_PROBLEM_. Copy out each line of the data that includes the string "InvalidParams".

_DATA SHOWN_.
.....

//! JSON-RPC envelope types shared by the dispatcher and transport layers.

use serde::{Deserialize, Serialize};
use serde_json::Value as JsonValue;

/// Correlation id linking an outbound request to its eventual response.
///
/// Ids are allocated from a process-global counter and never reused across
/// sessions, so a response from a restarted server can never resolve a
/// request issued against the previous connection.
#[derive(Debug, Clone, PartialEq, Eq, Hash, Serialize, Deserialize)]
#[serde(untagged)]
pub enum RequestId {
	/// Numeric id. The client always allocates these.
	Number(i64),
	/// String id. Only seen on server-initiated requests.
	String(String),
}

impl std::fmt::Display for RequestId {
	fn fmt(&self, f: &mut std::fmt::Formatter<'_>) -> std::fmt::Result {
		match self {
			Self::Number(n) => write!(f, "{n}"),
			Self::String(s) => write!(f, "{s}"),
		}
	}
}

/// An untyped JSON-RPC request.
#[derive(Debug, Clone, Serialize, Deserialize)]
pub struct AnyRequest {
	/// Correlation id.
	pub id: RequestId,
	/// Method name, e.g. `textDocument/hover`.
	pub method: String,
	/// Parameters as raw JSON.
	#[serde(default)]
	pub params: JsonValue,
}

/// An untyped JSON-RPC notification.
#[derive(Debug, Clone, Serialize, Deserialize)]
pub struct AnyNotification {
	/// Method name, e.g. `textDocument/didChange`.
	pub method: String,
	/// Parameters as raw JSON.
	#[serde(default)]
	pub params: JsonValue,
}

/// An untyped JSON-RPC response.
#[derive(Debug, Clone, Serialize, Deserialize)]
pub struct AnyResponse {
	/// Correlation id of the request being answered.
	pub id: RequestId,
	/// Result payload on success.
	#[serde(default, skip_serializing_if = "Option::is_none")]
	pub result: Option<JsonValue>,
	/// Error payload on failure.
	#[serde(default, skip_serializing_if = "Option::is_none")]
	pub error: Option<ResponseError>,
}

/// A JSON-RPC error object returned by the peer.
#[derive(Debug, Clone, thiserror::Error, Serialize, Deserialize)]
#[error("{message} (code {code})")]
pub struct ResponseError {
	/// Error code. See [`ErrorCode`] for well-known values.
	pub code: i64,
	/// Human-readable message.
	pub message: String,
	/// Optional structured data.
	#[serde(default, skip_serializing_if = "Option::is_none")]
	pub data: Option<JsonValue>,
}

impl ResponseError {
	/// Build an error with a code and message, no data.
	pub fn new(code: i64, message: impl Into<String>) -> Self {
		Self {
			code,
			message: message.into(),
			data: None,
		}
	}
}

/// Well-known JSON-RPC error codes.
#[derive(Debug, Clone, Copy, PartialEq, Eq)]
pub enum ErrorCode {
	/// The method does not exist or is not available.
	MethodNotFound,
	/// Invalid method parameters.
	InvalidParams,
	/// Internal JSON-RPC error.
	InternalError,
	/// The request was cancelled before completion.
	RequestCancelled,
}

impl ErrorCode {
	/// Numeric wire value of this code.
	pub const fn code(self) -> i64 {
		match self {
			Self::MethodNotFound => -32601,
			Self::InvalidParams => -32602,
			Self::InternalError => -32603,
			Self::RequestCancelled => -32800,
		}
	}
}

.....

_RESULT FOR THIS EXERCISE_.
	InvalidParams,
			Self::InvalidParams => -32602,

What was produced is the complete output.